Activity –
Using the entries that follow, report how many lines contain the word "MachineConfig". Only the number is wanted.
========
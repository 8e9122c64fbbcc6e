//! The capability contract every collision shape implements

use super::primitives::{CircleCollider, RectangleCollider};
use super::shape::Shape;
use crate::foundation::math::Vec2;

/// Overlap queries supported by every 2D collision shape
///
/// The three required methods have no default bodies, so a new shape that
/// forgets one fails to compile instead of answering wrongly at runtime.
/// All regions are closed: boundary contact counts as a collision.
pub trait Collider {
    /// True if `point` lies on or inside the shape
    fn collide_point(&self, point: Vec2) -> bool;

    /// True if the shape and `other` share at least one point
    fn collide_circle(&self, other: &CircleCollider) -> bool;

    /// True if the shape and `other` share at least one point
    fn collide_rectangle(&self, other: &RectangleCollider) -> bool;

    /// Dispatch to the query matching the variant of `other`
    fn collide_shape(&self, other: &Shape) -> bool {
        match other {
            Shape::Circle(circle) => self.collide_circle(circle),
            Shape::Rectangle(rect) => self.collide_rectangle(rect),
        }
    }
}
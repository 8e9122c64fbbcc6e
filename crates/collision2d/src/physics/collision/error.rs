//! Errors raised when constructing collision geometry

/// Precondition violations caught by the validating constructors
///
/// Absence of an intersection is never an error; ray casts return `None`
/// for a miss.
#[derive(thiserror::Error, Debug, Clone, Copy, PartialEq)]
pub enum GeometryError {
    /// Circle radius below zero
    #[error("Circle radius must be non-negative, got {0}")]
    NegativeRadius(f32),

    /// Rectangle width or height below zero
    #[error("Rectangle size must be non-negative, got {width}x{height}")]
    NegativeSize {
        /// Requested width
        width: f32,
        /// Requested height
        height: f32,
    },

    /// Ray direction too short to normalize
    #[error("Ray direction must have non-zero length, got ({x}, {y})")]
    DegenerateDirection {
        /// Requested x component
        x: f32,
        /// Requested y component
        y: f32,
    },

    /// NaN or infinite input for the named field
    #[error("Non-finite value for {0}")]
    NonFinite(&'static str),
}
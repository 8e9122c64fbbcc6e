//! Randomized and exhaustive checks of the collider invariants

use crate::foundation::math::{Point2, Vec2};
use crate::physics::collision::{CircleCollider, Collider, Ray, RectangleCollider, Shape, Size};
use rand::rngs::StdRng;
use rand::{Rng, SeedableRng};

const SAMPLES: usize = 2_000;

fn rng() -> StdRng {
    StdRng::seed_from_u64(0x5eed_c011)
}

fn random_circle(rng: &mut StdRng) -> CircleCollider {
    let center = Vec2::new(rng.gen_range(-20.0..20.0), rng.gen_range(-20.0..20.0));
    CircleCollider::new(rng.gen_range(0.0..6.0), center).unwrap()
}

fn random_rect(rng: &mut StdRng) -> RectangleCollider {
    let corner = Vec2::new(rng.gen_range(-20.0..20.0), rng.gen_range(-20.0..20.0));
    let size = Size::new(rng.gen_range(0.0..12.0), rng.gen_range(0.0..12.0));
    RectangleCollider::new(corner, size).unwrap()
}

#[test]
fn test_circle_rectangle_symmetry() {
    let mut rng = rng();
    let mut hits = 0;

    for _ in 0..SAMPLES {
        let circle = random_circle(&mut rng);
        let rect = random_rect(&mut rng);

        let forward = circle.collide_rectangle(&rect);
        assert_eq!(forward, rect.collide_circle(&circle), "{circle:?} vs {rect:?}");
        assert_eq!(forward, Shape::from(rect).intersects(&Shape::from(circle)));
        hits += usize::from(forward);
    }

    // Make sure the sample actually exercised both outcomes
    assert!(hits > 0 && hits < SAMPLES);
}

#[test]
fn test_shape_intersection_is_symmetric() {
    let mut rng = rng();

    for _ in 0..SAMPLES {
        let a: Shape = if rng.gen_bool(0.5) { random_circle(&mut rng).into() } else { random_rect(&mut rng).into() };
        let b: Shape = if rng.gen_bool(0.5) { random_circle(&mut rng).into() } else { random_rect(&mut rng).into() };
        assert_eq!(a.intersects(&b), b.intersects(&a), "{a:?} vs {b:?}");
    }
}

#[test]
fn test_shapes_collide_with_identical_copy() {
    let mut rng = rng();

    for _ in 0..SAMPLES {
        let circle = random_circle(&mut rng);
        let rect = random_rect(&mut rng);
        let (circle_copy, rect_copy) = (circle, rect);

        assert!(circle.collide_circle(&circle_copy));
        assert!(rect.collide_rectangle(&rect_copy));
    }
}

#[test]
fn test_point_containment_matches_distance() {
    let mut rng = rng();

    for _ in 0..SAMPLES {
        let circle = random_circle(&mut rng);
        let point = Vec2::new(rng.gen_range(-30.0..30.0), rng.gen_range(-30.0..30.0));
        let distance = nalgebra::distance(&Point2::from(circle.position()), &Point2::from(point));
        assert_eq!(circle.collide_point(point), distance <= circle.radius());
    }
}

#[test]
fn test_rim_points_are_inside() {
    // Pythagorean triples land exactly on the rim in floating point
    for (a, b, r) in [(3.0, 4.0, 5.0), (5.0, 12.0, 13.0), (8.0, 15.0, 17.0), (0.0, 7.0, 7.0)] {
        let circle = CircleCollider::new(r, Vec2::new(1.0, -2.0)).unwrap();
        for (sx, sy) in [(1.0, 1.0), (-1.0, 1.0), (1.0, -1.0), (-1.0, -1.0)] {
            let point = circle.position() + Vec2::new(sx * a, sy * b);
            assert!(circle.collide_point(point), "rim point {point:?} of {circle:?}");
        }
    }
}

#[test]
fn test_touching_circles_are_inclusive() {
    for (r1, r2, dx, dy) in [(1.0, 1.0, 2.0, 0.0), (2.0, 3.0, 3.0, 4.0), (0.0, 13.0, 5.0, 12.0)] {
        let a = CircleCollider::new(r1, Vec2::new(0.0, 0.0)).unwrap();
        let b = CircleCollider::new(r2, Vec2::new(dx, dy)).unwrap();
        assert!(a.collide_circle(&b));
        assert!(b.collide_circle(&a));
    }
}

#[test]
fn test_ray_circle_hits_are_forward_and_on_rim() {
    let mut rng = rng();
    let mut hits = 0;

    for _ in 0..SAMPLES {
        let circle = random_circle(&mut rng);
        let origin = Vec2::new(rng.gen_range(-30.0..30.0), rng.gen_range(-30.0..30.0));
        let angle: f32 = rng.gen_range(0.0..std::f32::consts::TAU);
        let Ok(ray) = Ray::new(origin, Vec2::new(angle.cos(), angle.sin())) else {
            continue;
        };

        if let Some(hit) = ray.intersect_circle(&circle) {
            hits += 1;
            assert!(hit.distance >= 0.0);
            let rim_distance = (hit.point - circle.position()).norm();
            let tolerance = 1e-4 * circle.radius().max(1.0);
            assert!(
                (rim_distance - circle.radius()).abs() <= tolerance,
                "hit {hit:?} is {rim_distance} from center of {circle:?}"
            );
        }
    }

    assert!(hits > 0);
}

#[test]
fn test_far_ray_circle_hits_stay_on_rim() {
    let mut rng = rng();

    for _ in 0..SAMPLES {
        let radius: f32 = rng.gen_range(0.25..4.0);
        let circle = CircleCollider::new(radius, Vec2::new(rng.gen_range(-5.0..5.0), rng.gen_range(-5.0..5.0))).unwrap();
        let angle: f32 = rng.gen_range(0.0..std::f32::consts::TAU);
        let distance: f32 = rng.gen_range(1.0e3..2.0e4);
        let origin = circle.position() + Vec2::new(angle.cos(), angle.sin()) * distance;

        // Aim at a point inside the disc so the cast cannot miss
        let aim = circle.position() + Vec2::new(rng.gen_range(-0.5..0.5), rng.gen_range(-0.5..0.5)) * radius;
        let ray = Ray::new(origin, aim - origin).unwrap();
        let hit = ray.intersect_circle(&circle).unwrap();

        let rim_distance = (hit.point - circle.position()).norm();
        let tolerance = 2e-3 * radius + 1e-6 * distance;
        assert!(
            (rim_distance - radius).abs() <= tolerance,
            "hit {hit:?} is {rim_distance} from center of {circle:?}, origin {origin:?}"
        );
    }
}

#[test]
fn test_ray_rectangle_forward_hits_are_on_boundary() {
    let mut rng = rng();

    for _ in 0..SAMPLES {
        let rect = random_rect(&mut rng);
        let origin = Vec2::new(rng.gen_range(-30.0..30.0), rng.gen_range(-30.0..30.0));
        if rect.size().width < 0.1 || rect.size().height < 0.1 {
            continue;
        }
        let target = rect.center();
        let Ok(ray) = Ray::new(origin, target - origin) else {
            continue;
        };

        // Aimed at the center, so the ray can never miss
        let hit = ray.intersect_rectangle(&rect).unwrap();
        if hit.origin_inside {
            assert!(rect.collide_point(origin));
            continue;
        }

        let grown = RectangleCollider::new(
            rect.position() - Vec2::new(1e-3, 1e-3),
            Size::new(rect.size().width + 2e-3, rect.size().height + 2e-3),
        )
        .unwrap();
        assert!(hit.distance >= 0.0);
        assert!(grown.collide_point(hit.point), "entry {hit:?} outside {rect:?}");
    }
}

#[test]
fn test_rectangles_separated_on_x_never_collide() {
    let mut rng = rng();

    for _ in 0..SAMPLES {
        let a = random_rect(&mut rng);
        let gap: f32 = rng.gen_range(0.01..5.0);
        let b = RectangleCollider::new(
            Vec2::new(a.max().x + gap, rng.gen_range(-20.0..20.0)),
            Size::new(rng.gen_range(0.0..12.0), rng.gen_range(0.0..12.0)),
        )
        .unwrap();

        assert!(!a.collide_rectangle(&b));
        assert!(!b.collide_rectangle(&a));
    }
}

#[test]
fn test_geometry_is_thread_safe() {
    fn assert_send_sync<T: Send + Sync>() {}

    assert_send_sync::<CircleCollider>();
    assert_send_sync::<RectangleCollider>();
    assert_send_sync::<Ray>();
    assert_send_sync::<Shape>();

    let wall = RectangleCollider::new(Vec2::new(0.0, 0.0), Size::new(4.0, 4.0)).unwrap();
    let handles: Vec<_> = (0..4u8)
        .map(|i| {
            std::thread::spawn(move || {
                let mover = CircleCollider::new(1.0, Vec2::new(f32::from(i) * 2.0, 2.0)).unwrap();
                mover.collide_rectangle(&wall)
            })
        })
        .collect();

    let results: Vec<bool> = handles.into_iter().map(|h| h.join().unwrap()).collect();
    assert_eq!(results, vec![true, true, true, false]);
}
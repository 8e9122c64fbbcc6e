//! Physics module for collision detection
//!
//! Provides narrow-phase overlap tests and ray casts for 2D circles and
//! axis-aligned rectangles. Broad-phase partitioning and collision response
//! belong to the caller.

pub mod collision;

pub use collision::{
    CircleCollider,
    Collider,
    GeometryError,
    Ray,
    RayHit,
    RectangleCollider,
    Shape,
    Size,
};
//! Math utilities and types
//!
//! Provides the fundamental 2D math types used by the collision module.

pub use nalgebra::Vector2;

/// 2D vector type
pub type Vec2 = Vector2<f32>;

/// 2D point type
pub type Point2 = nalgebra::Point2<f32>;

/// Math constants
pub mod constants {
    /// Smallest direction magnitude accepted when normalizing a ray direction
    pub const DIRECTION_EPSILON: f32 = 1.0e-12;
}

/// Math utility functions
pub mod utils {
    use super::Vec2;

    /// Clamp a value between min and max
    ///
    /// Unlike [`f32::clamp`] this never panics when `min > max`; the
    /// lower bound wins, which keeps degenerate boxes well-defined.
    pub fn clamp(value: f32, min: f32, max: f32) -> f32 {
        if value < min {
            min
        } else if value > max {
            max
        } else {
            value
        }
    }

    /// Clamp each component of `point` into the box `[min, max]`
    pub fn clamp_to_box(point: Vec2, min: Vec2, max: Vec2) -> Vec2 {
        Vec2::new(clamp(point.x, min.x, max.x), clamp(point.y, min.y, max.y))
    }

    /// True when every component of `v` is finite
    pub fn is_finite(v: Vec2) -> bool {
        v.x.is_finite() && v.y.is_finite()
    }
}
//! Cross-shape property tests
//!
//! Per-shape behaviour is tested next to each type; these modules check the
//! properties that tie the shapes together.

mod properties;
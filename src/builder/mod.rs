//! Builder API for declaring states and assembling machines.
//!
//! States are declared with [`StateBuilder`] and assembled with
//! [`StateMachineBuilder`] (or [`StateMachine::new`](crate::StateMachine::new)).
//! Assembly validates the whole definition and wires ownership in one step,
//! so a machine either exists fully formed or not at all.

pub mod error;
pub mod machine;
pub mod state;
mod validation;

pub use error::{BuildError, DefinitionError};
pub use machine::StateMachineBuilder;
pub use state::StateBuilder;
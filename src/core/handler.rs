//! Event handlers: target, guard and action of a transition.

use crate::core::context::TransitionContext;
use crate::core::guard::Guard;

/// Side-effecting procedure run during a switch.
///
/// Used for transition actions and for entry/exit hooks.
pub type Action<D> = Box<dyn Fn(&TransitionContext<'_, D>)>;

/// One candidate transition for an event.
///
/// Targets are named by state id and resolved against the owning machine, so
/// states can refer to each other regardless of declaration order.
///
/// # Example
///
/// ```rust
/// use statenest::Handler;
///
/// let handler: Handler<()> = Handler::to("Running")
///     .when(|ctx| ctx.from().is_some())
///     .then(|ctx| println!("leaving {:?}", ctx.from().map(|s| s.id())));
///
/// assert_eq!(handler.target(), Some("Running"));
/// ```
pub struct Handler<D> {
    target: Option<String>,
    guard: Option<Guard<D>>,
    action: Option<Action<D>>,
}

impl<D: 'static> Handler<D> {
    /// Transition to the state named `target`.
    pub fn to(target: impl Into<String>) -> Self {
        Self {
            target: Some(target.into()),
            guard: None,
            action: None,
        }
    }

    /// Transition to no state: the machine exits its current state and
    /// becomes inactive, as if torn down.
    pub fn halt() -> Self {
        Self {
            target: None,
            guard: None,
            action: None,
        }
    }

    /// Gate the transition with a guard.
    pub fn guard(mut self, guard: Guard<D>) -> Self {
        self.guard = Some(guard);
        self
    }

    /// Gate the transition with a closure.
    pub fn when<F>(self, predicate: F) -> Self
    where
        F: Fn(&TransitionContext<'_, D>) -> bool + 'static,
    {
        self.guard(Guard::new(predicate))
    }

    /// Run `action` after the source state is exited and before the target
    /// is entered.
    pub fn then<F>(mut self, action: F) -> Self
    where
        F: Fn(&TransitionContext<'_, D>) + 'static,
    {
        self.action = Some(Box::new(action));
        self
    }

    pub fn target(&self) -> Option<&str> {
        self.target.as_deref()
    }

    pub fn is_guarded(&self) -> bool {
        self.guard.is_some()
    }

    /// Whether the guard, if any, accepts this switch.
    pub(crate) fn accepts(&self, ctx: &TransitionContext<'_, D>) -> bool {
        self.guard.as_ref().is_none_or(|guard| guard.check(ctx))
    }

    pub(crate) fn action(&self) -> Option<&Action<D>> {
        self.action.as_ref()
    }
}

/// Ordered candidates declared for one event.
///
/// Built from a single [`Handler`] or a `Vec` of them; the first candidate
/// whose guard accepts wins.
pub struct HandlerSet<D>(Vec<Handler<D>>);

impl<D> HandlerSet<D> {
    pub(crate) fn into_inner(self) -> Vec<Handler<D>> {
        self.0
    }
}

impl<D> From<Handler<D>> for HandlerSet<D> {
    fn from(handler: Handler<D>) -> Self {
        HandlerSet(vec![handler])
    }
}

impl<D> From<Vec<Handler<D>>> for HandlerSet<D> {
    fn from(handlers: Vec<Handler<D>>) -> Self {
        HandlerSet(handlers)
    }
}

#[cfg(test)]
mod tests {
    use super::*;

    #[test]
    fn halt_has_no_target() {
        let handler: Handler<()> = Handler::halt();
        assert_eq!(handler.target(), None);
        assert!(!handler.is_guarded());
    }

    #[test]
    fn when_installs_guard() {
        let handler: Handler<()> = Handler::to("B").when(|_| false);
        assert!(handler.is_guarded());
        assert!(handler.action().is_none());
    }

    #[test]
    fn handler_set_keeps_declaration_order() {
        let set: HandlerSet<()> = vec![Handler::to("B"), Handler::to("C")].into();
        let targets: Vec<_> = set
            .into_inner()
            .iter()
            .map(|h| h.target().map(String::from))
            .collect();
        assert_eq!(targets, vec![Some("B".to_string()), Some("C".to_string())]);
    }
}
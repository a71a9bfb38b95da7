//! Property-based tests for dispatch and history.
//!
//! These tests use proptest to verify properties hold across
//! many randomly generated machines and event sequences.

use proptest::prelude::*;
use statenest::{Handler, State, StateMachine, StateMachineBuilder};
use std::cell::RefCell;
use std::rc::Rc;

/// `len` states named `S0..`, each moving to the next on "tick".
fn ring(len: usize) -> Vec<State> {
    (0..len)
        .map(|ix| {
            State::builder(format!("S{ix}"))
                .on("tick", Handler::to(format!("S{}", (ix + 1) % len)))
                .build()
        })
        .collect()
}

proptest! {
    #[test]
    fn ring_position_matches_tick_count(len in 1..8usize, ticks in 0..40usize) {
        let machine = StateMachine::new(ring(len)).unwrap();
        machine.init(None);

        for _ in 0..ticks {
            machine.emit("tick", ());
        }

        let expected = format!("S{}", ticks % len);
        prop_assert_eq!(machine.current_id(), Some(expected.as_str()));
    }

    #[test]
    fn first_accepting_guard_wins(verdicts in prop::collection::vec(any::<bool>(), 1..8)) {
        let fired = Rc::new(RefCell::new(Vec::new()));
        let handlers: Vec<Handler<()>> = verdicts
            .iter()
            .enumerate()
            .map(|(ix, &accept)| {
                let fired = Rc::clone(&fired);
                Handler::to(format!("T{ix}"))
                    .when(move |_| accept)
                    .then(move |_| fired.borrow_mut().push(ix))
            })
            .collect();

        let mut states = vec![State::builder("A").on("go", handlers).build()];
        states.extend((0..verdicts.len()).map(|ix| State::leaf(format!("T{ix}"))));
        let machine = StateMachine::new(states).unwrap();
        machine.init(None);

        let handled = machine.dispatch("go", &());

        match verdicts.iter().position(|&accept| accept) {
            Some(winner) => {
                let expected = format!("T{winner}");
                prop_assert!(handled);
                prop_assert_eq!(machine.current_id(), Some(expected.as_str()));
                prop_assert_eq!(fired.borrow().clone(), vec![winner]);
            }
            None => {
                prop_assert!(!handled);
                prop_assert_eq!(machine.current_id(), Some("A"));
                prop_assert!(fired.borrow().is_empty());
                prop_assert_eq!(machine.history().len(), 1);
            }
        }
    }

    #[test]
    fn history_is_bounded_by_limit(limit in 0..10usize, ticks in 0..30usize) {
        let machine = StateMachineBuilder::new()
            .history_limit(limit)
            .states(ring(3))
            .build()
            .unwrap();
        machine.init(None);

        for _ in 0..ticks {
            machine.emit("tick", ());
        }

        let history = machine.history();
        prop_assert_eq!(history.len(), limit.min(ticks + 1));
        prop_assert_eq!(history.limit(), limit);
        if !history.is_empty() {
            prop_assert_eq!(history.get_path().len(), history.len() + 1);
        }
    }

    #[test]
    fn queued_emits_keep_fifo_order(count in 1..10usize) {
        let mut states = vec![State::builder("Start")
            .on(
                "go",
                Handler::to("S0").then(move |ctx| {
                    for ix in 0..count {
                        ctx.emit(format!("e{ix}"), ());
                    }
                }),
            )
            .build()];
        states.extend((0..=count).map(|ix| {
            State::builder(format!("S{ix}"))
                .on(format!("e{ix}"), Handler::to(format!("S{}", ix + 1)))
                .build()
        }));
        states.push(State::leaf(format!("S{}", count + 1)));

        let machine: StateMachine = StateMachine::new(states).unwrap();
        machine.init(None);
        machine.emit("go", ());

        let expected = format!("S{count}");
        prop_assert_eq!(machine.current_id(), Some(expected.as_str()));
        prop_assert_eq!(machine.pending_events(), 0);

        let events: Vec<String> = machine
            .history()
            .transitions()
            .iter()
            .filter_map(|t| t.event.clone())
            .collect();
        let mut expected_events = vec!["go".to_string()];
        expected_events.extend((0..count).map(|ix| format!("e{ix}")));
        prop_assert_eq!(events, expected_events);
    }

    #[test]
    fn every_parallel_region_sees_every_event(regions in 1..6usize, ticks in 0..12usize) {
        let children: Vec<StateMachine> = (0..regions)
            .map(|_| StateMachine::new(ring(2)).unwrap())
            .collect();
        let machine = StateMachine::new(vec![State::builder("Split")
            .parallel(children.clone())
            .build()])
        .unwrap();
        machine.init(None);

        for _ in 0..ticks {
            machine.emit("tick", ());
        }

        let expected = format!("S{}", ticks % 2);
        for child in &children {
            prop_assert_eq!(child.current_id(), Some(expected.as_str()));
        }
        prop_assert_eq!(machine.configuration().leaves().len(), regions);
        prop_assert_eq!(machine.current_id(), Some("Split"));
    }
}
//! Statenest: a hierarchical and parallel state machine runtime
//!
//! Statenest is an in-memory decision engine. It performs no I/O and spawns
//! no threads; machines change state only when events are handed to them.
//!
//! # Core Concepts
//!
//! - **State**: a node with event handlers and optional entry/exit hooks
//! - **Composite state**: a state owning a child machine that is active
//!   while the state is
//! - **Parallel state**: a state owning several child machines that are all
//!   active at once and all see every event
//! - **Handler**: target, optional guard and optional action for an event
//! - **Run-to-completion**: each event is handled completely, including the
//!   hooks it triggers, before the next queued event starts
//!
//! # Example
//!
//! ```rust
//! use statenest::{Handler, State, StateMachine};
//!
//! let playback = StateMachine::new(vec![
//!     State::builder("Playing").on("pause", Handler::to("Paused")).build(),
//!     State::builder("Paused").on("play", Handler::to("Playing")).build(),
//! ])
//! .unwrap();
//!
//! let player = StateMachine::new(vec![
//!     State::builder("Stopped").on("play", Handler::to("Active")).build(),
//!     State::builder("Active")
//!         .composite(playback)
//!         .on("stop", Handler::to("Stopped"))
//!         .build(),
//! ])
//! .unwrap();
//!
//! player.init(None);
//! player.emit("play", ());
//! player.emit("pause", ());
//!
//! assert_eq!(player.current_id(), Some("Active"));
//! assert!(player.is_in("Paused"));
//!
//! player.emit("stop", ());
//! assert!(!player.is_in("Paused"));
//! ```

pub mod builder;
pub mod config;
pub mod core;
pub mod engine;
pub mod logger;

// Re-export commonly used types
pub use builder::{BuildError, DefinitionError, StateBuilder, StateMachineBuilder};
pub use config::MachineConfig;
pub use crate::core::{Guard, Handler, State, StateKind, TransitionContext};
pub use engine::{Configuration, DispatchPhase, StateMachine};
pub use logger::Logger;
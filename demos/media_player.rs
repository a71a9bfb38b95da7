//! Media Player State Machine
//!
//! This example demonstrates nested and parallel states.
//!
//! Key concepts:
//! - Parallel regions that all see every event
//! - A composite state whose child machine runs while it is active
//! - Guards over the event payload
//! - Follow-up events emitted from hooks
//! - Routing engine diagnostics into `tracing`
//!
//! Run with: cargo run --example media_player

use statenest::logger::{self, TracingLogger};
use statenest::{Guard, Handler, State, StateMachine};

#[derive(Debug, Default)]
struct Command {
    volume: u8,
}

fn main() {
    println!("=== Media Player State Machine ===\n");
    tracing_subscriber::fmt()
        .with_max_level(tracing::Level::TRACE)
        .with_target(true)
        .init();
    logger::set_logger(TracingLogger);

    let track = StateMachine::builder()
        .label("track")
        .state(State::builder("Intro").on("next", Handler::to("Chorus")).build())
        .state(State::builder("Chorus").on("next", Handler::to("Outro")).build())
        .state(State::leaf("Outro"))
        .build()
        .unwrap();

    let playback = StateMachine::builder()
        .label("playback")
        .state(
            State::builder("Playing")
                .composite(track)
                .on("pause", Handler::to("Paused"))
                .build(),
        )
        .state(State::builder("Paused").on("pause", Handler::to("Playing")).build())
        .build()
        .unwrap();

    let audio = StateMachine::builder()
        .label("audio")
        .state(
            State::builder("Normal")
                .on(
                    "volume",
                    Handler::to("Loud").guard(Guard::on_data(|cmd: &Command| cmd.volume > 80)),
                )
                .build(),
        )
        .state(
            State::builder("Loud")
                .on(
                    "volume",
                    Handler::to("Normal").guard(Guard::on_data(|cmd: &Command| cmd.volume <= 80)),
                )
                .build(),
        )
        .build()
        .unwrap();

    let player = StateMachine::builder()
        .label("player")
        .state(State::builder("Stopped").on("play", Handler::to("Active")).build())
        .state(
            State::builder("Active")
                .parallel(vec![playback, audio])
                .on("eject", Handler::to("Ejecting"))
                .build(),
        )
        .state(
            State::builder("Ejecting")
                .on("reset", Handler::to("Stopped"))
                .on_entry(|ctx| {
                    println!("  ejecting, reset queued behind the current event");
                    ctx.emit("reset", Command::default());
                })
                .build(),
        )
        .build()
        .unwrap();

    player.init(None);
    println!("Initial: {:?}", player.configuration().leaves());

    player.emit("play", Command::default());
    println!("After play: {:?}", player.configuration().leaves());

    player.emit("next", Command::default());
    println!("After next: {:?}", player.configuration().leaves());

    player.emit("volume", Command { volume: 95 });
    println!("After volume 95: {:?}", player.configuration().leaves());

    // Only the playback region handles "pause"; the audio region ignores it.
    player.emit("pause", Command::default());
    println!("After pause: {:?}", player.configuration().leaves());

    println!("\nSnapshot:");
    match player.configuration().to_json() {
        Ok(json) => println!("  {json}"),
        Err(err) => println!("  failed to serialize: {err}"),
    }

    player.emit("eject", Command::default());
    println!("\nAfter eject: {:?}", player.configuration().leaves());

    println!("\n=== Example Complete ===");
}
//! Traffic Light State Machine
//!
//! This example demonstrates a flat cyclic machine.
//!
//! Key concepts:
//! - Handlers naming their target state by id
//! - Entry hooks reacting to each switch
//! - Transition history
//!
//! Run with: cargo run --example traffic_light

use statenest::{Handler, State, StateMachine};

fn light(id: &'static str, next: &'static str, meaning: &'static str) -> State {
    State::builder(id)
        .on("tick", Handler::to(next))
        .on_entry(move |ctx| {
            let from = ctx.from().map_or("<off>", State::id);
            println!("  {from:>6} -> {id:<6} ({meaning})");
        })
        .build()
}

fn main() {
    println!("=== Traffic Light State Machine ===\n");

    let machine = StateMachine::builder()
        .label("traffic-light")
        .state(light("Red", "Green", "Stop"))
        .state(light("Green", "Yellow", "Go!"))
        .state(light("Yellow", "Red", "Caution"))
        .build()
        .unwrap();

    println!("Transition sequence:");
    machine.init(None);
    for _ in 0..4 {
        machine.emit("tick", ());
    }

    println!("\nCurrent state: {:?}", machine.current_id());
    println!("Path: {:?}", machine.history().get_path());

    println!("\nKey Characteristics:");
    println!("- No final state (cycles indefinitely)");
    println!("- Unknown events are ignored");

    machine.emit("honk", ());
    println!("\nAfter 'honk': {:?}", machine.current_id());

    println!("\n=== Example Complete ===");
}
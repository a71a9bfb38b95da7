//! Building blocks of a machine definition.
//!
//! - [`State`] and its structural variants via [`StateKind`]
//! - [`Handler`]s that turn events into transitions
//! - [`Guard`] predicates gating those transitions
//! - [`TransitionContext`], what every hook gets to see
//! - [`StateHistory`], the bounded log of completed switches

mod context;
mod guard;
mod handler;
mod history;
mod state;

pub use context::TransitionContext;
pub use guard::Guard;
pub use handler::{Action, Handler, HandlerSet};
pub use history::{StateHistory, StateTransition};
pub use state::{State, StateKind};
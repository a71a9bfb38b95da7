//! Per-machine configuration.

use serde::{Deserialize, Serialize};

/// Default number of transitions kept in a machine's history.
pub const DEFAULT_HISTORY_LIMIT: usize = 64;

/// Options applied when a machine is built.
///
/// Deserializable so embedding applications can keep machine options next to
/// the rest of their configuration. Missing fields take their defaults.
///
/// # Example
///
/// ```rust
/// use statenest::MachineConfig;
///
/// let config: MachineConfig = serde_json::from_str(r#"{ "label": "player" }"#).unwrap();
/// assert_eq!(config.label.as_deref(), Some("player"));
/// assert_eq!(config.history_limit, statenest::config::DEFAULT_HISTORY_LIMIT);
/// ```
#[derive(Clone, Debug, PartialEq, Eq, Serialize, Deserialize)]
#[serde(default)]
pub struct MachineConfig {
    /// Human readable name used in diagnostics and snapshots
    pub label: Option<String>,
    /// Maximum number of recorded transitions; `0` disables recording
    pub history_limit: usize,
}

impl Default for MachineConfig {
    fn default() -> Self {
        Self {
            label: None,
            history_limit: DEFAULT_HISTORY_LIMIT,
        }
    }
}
========
Response box –
5